Although founded in 1888 as a sausage factory (the oldest sign on the side of the building proclaims in Yiddish “Wurst fabric”), we don’t really know when Katz’s added pastrami to its menu, or even how pastrami became the wonderful product it is today. Throughout the early 20th century, Romanian Jewish restaurants did not serve it, even though the dish was supposedly of Romanian origin. It’s hard to believe that our own salted, smoked and steamed pastrami is a descendant of pastirmawhich is a dry jerky served at room temperature.
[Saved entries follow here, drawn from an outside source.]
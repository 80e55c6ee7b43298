//! Dashboard entry point
//!
//! Runs the whole core over one dataset: normalize, derive, filter, aggregate, score, advise.
//! Pure and synchronous; sources and presentation live elsewhere.

use serde::{Deserialize, Serialize};
use tracing::debug;

use crate::charts::{self, ChartSpec};
use crate::config::DashboardConfig;
use crate::derive::{enrich_all, EnrichedRow};
use crate::filter::{filter_by_team, TeamPreset};
use crate::insights::{generate_insights, Advisory};
use crate::metrics::{
    bottleneck_distribution, compute_kpis, monthly_trend, time_series, warehouse_performance,
    weekday_profile, BottleneckCount, Kpis, MonthlyPoint, TimeSeriesPoint, WarehouseSummary,
    WeekdayPoint,
};
use crate::models::RawRecord;
use crate::normalize::normalize;
use crate::scoring::{score_warehouses, slowest_warehouses};
use crate::source::LoadedDataset;

/// Where a report's rows came from
#[derive(Debug, Clone, PartialEq, Serialize, Deserialize)]
pub struct DataOrigin {
    pub source: String,
    /// Generated sample rows stand in for an unavailable source
    pub fell_back: bool,
    pub notice: Option<String>,
}

impl From<&LoadedDataset> for DataOrigin {
    fn from(dataset: &LoadedDataset) -> Self {
        Self {
            source: dataset.origin.to_string(),
            fell_back: dataset.fell_back(),
            notice: dataset
                .fallback_reason
                .as_ref()
                .map(|reason| format!("{}. Using sample data instead.", reason)),
        }
    }
}

#[derive(Debug, Clone, PartialEq, Serialize, Deserialize)]
pub struct DashboardReport {
    /// Filled in by callers that know the source; `None` for reports built from bare rows
    pub origin: Option<DataOrigin>,
    pub preset: TeamPreset,
    pub kpis: Kpis,
    /// Scored, in warehouse id order
    pub warehouses: Vec<WarehouseSummary>,
    pub slowest: Vec<WarehouseSummary>,
    pub time_series: Vec<TimeSeriesPoint>,
    pub monthly: Vec<MonthlyPoint>,
    pub weekdays: Vec<WeekdayPoint>,
    pub bottlenecks: Vec<BottleneckCount>,
    pub advisories: Vec<Advisory>,
    pub recommendations: Vec<String>,
}

impl DashboardReport {
    pub fn is_empty(&self) -> bool {
        self.kpis.order_count == 0
    }

    pub fn with_origin(mut self, origin: DataOrigin) -> Self {
        self.origin = Some(origin);
        self
    }
}

/// Normalized, enriched and team-filtered rows
pub fn prepare(records: &[RawRecord], preset: TeamPreset) -> Vec<EnrichedRow> {
    let enriched = enrich_all(&normalize(records));
    let filtered = filter_by_team(&enriched, preset);
    debug!(
        preset = preset.name(),
        total = enriched.len(),
        kept = filtered.len(),
        "Applied team filter"
    );
    filtered
}

pub fn build_report_from_rows(
    rows: &[EnrichedRow],
    preset: TeamPreset,
    config: &DashboardConfig,
) -> DashboardReport {
    let kpis = compute_kpis(rows);
    let warehouses = score_warehouses(&warehouse_performance(rows), &config.weights);
    let slowest = slowest_warehouses(&warehouses, config.top_slowest);
    let advisories = generate_insights(&kpis, preset, &config.thresholds);
    let recommendations = advisories.iter().map(|a| a.message.clone()).collect();

    DashboardReport {
        origin: None,
        preset,
        kpis,
        warehouses,
        slowest,
        time_series: time_series(rows),
        monthly: monthly_trend(rows),
        weekdays: weekday_profile(rows),
        bottlenecks: bottleneck_distribution(rows),
        advisories,
        recommendations,
    }
}

pub fn build_report(
    records: &[RawRecord],
    preset: TeamPreset,
    config: &DashboardConfig,
) -> DashboardReport {
    build_report_from_rows(&prepare(records, preset), preset, config)
}

/// Chart names accepted by `chart`
pub const CHART_NAMES: [&str; 4] = ["heatmap", "bottlenecks", "comparison", "trends"];

/// Chart description by name; `None` for an unknown name
pub fn chart(name: &str, rows: &[EnrichedRow], report: &DashboardReport) -> Option<ChartSpec> {
    match name {
        "heatmap" => Some(charts::heatmap(&report.warehouses)),
        "bottlenecks" => Some(charts::process_bottleneck_chart(rows)),
        "comparison" => Some(charts::performance_comparison(&report.warehouses)),
        "trends" => Some(charts::time_series_chart(&report.time_series)),
        _ => None,
    }
}
//! Threshold warnings and team recommendations

use serde::{Deserialize, Serialize};

use crate::filter::TeamPreset;
use crate::metrics::Kpis;

/// Business-rule thresholds. Comparisons are strict.
#[derive(Debug, Clone, Copy, PartialEq, Serialize, Deserialize)]
#[serde(default)]
pub struct InsightThresholds {
    /// Warn when the delay percentage is above this
    pub max_delay_percentage: f64,
    /// Warn when the average handling time (hours) is above this
    pub max_handling_hours: f64,
    /// Warn when the fulfillment rate is below this
    pub min_fulfillment_rate: f64,
}

impl Default for InsightThresholds {
    fn default() -> Self {
        Self {
            max_delay_percentage: 20.0,
            max_handling_hours: 24.0,
            min_fulfillment_rate: 85.0,
        }
    }
}

#[derive(Debug, Clone, Copy, PartialEq, Eq, Serialize, Deserialize)]
pub enum AdvisoryKind {
    Warning,
    Recommendation,
}

#[derive(Debug, Clone, PartialEq, Serialize, Deserialize)]
pub struct Advisory {
    pub kind: AdvisoryKind,
    pub message: String,
}

impl Advisory {
    fn warning(message: impl Into<String>) -> Self {
        Self {
            kind: AdvisoryKind::Warning,
            message: message.into(),
        }
    }

    fn recommendation(message: &str) -> Self {
        Self {
            kind: AdvisoryKind::Recommendation,
            message: message.to_string(),
        }
    }
}

fn preset_recommendations(preset: TeamPreset) -> [&'static str; 2] {
    match preset {
        TeamPreset::BrandTeam => [
            "Focus on reducing delays for premium brands which currently have a higher than average delay rate.",
            "Consider priority processing for top-tier brand products to maintain brand reputation.",
        ],
        TeamPreset::PerformanceTeam => [
            "Warehouse #3 shows significant bottlenecks in the packaging stage. Consider process optimization.",
            "Implement cross-training to balance workload during peak hours.",
        ],
        TeamPreset::SocialMediaTeam => [
            "Products featured in recent campaigns show increased processing times. Consider pre-stocking before campaigns.",
            "Track social media metrics alongside delivery performance to predict demand surges.",
        ],
        TeamPreset::AllTeams => [
            "Optimize warehouse layouts based on the heatmap to reduce bottlenecks.",
            "Consider adjusting staffing levels during peak processing hours identified in the time analysis.",
        ],
    }
}

/// Warnings (delay, handling time, fulfillment, in that order) followed by
/// exactly two static recommendations for the preset.
pub fn generate_insights(
    kpis: &Kpis,
    preset: TeamPreset,
    thresholds: &InsightThresholds,
) -> Vec<Advisory> {
    let mut advisories = Vec::with_capacity(5);

    if kpis.delay_percentage > thresholds.max_delay_percentage {
        advisories.push(Advisory::warning(
            "High delay percentage detected. Consider reviewing delivery processes.",
        ));
    }
    if kpis.avg_handling_time > thresholds.max_handling_hours {
        advisories.push(Advisory::warning(format!(
            "Handling time exceeds {} hours. Investigate warehouse efficiency.",
            thresholds.max_handling_hours
        )));
    }
    if kpis.fulfillment_rate < thresholds.min_fulfillment_rate {
        advisories.push(Advisory::warning(
            "Fulfillment rate is below target. Analyze order completion workflow.",
        ));
    }

    advisories.extend(
        preset_recommendations(preset)
            .iter()
            .map(|m| Advisory::recommendation(m)),
    );
    advisories
}

pub fn recommendations(
    kpis: &Kpis,
    preset: TeamPreset,
    thresholds: &InsightThresholds,
) -> Vec<String> {
    generate_insights(kpis, preset, thresholds)
        .into_iter()
        .map(|a| a.message)
        .collect()
}

#[cfg(test)]
mod tests {
    use super::*;

    fn kpis(handling: f64, delay: f64, fulfillment: f64) -> Kpis {
        Kpis {
            avg_handling_time: handling,
            delay_percentage: delay,
            fulfillment_rate: fulfillment,
            order_count: 100,
        }
    }

    #[test]
    fn test_handling_and_fulfillment_warnings_for_all_teams() {
        let out = recommendations(&kpis(30.0, 10.0, 80.0), TeamPreset::AllTeams, &InsightThresholds::default());
        assert_eq!(out.len(), 4);
        assert!(out[0].contains("Handling time exceeds 24 hours"));
        assert!(out[1].contains("Fulfillment rate is below target"));
        assert!(!out.iter().any(|m| m.contains("High delay percentage")));
        assert_eq!(out[2], "Optimize warehouse layouts based on the heatmap to reduce bottlenecks.");
        assert!(out[3].starts_with("Consider adjusting staffing levels"));
    }

    #[test]
    fn test_thresholds_are_strict() {
        let out = generate_insights(&kpis(24.0, 20.0, 85.0), TeamPreset::BrandTeam, &InsightThresholds::default());
        assert!(out.iter().all(|a| a.kind == AdvisoryKind::Recommendation));
        assert_eq!(out.len(), 2);
    }

    #[test]
    fn test_warning_order() {
        let out = generate_insights(&kpis(25.0, 21.0, 10.0), TeamPreset::PerformanceTeam, &InsightThresholds::default());
        let kinds: Vec<AdvisoryKind> = out.iter().map(|a| a.kind).collect();
        assert_eq!(
            kinds,
            vec![
                AdvisoryKind::Warning,
                AdvisoryKind::Warning,
                AdvisoryKind::Warning,
                AdvisoryKind::Recommendation,
                AdvisoryKind::Recommendation,
            ]
        );
        assert!(out[0].message.contains("delay"));
        assert!(out[1].message.contains("Handling"));
        assert!(out[2].message.contains("Fulfillment"));
        assert!(out[3].message.starts_with("Warehouse #3"));
    }

    #[test]
    fn test_every_preset_has_two_recommendations() {
        for preset in TeamPreset::ALL {
            let out = generate_insights(&kpis(1.0, 0.0, 100.0), preset, &InsightThresholds::default());
            assert_eq!(out.len(), 2, "{}", preset);
        }
        let social = recommendations(&kpis(1.0, 0.0, 100.0), TeamPreset::SocialMediaTeam, &InsightThresholds::default());
        assert!(social[1].starts_with("Track social media metrics"));
    }

    #[test]
    fn test_overridden_thresholds() {
        let strict = InsightThresholds {
            max_delay_percentage: 15.0,
            max_handling_hours: 12.0,
            min_fulfillment_rate: 90.0,
        };
        let out = generate_insights(&kpis(13.0, 16.0, 88.0), TeamPreset::AllTeams, &strict);
        assert_eq!(out.iter().filter(|a| a.kind == AdvisoryKind::Warning).count(), 3);
        assert!(out[1].message.contains("exceeds 12 hours"));
    }
}
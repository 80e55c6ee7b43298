//! Dashboard service shared by the REST handlers
//!
//! Every call loads a fresh dataset and computes a fresh report. The only state kept is the
//! database connection, opened on first use and shared by all requests.

use chrono::{Local, NaiveDate};
use thiserror::Error;
use tokio::sync::OnceCell;
use tracing::info;

use crate::config::DashboardConfig;
use crate::dashboard::{build_report_from_rows, prepare, DashboardReport, DataOrigin};
use crate::db::DbConn;
use crate::models::RawRecord;
use crate::derive::EnrichedRow;
use crate::filter::TeamPreset;
use crate::sample::SampleOptions;
use crate::source::{
    load_from_connection, load_records, open_database, with_fallback, DataSource, DateRange,
    SourceError,
};

#[derive(Debug, Error)]
pub enum ServiceError {
    #[error("invalid date '{0}', expected YYYY-MM-DD")]
    BadDate(String),

    #[error(transparent)]
    Source(#[from] SourceError),
}

/// Request parameters common to every report endpoint, already parsed
#[derive(Debug, Clone, Default)]
pub struct ReportRequest {
    pub preset: TeamPreset,
    pub start: Option<NaiveDate>,
    pub end: Option<NaiveDate>,
}

impl ReportRequest {
    pub fn parse(
        preset: Option<&str>,
        start: Option<&str>,
        end: Option<&str>,
    ) -> Result<Self, ServiceError> {
        Ok(Self {
            preset: preset.map(TeamPreset::from).unwrap_or_default(),
            start: start.map(parse_date).transpose()?,
            end: end.map(parse_date).transpose()?,
        })
    }
}

fn parse_date(s: &str) -> Result<NaiveDate, ServiceError> {
    NaiveDate::parse_from_str(s.trim(), "%Y-%m-%d").map_err(|_| ServiceError::BadDate(s.to_string()))
}

pub struct DashboardService {
    source: DataSource,
    config: DashboardConfig,
    db: OnceCell<DbConn>,
}

impl DashboardService {
    pub fn new(source: DataSource, config: DashboardConfig) -> Self {
        Self {
            source,
            config,
            db: OnceCell::new(),
        }
    }

    pub fn config(&self) -> &DashboardConfig {
        &self.config
    }

    pub fn source_label(&self) -> &'static str {
        self.source.label()
    }

    /// Filtered rows plus the report built from them
    pub async fn report(
        &self,
        request: &ReportRequest,
    ) -> Result<(Vec<EnrichedRow>, DashboardReport), ServiceError> {
        let now = Local::now().naive_local();
        let range = DateRange::resolve(request.start, request.end, now, self.config.default_range_days)?;

        let fallback = match &self.source {
            DataSource::Sample(options) => options.clone(),
            _ => SampleOptions::new(now),
        };
        let dataset = with_fallback(&self.source, self.fetch(&range).await, &fallback)?;

        let rows = prepare(&dataset.records, request.preset);
        let report = build_report_from_rows(&rows, request.preset, &self.config)
            .with_origin(DataOrigin::from(&dataset));
        info!(
            origin = dataset.origin,
            fell_back = dataset.fell_back(),
            preset = request.preset.name(),
            orders = report.kpis.order_count,
            "Built dashboard report"
        );
        Ok((rows, report))
    }

    async fn fetch(&self, range: &DateRange) -> Result<Vec<RawRecord>, SourceError> {
        let timeout = self.config.fetch_timeout();
        match &self.source {
            DataSource::Database { path } => {
                // a failed open is not cached; the next request tries again
                let conn = self
                    .db
                    .get_or_try_init(|| open_database(path, timeout))
                    .await?;
                load_from_connection(conn, range, timeout).await
            }
            source => load_records(source, range, timeout).await,
        }
    }
}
To give Langer and Katz an equal chance, I sat at one of Katz’s waiter tables. Occupied almost exclusively by tourists, the waiter’s tables are considered bad taste by aficionados, who prefer the ritual of waiting in line.
The sandwich turned out to be the same size I used to get straight from the carvers, with about 50% more pastrami than Langer’s at a price ($25) not much higher. The bread at Katz is inferior to Langer’s, serviceable but a bit boring. The pastrami at Katz was darker, more deeply flavored, and a bit tougher than Langer’s – part of the fun of pastrami is having to chew it. There was a funkier pastrami taste from Katz and a thicker layer of spice along the edges; the amount of fat was about the same in both places.
I liked them both, but I liked Katz’s one more in its working audacity unchanged by time. Langer’s was a lighter, more polished pastrami sandwich more suited to sunny California. Not sure I’d eat a pastrami sandwich from Katz for breakfast, but in Langer’s case, it was just the ticket.